**Problem to solve**
Below are records. Find each line in them that holds the word "tracing" and copy it.

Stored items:
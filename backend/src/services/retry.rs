//! Bounded retry for whole ledger transactions
//!
//! Only transient storage faults are retried. A transaction that failed before
//! commit left nothing behind, so running it again from the start is safe.

use std::future::Future;
use std::time::Duration;

use crate::error::AppResult;

/// Configuration for retry behavior
#[derive(Debug, Clone)]
pub struct RetryConfig {
    /// Maximum number of retry attempts (0 = just the initial attempt)
    pub max_retries: u32,
    /// Delay before the first retry
    pub initial_delay: Duration,
    /// Cap on exponential growth
    pub max_delay: Duration,
    /// Backoff multiplier
    pub multiplier: f64,
}

impl Default for RetryConfig {
    fn default() -> Self {
        Self {
            max_retries: 3,
            initial_delay: Duration::from_millis(20),
            max_delay: Duration::from_secs(1),
            multiplier: 2.0,
        }
    }
}

impl RetryConfig {
    /// No retries at all
    pub fn none() -> Self {
        Self::default().with_max_retries(0)
    }

    pub fn with_max_retries(mut self, max: u32) -> Self {
        self.max_retries = max;
        self
    }

    pub fn with_initial_delay(mut self, delay: Duration) -> Self {
        self.initial_delay = delay;
        self
    }

    pub fn with_max_delay(mut self, delay: Duration) -> Self {
        self.max_delay = delay;
        self
    }

    /// Delay before retry number `attempt` (0-indexed)
    pub fn delay_for_attempt(&self, attempt: u32) -> Duration {
        let base = self.initial_delay.as_secs_f64() * self.multiplier.powi(attempt as i32);
        Duration::from_secs_f64(base.min(self.max_delay.as_secs_f64()))
    }
}

/// Run `operation` until it succeeds, fails with a non-transient error, or
/// exhausts the retry budget.
pub async fn run_transaction<F, Fut, T>(
    config: &RetryConfig,
    context: &str,
    operation: F,
) -> AppResult<T>
where
    F: Fn() -> Fut,
    Fut: Future<Output = AppResult<T>>,
{
    let mut attempts: u32 = 0;

    loop {
        attempts += 1;

        match operation().await {
            Ok(value) => {
                if attempts > 1 {
                    tracing::info!(context, attempts, "Transaction succeeded after retries");
                }
                return Ok(value);
            }
            Err(err) if err.is_transient() && attempts <= config.max_retries => {
                let delay = config.delay_for_attempt(attempts - 1);
                tracing::warn!(
                    context,
                    attempt = attempts,
                    max_retries = config.max_retries,
                    delay_ms = delay.as_millis() as u64,
                    error = %err,
                    "Transient storage fault, retrying transaction"
                );
                tokio::time::sleep(delay).await;
            }
            Err(err) => {
                if err.is_transient() {
                    tracing::warn!(context, attempts, error = %err, "Retries exhausted");
                }
                return Err(err);
            }
        }
    }
}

**Result**
                    tracing::info!(context, attempts, "Transaction succeeded after retries");
                tracing::warn!(
                    tracing::warn!(context, attempts, error = %err, "Retries exhausted");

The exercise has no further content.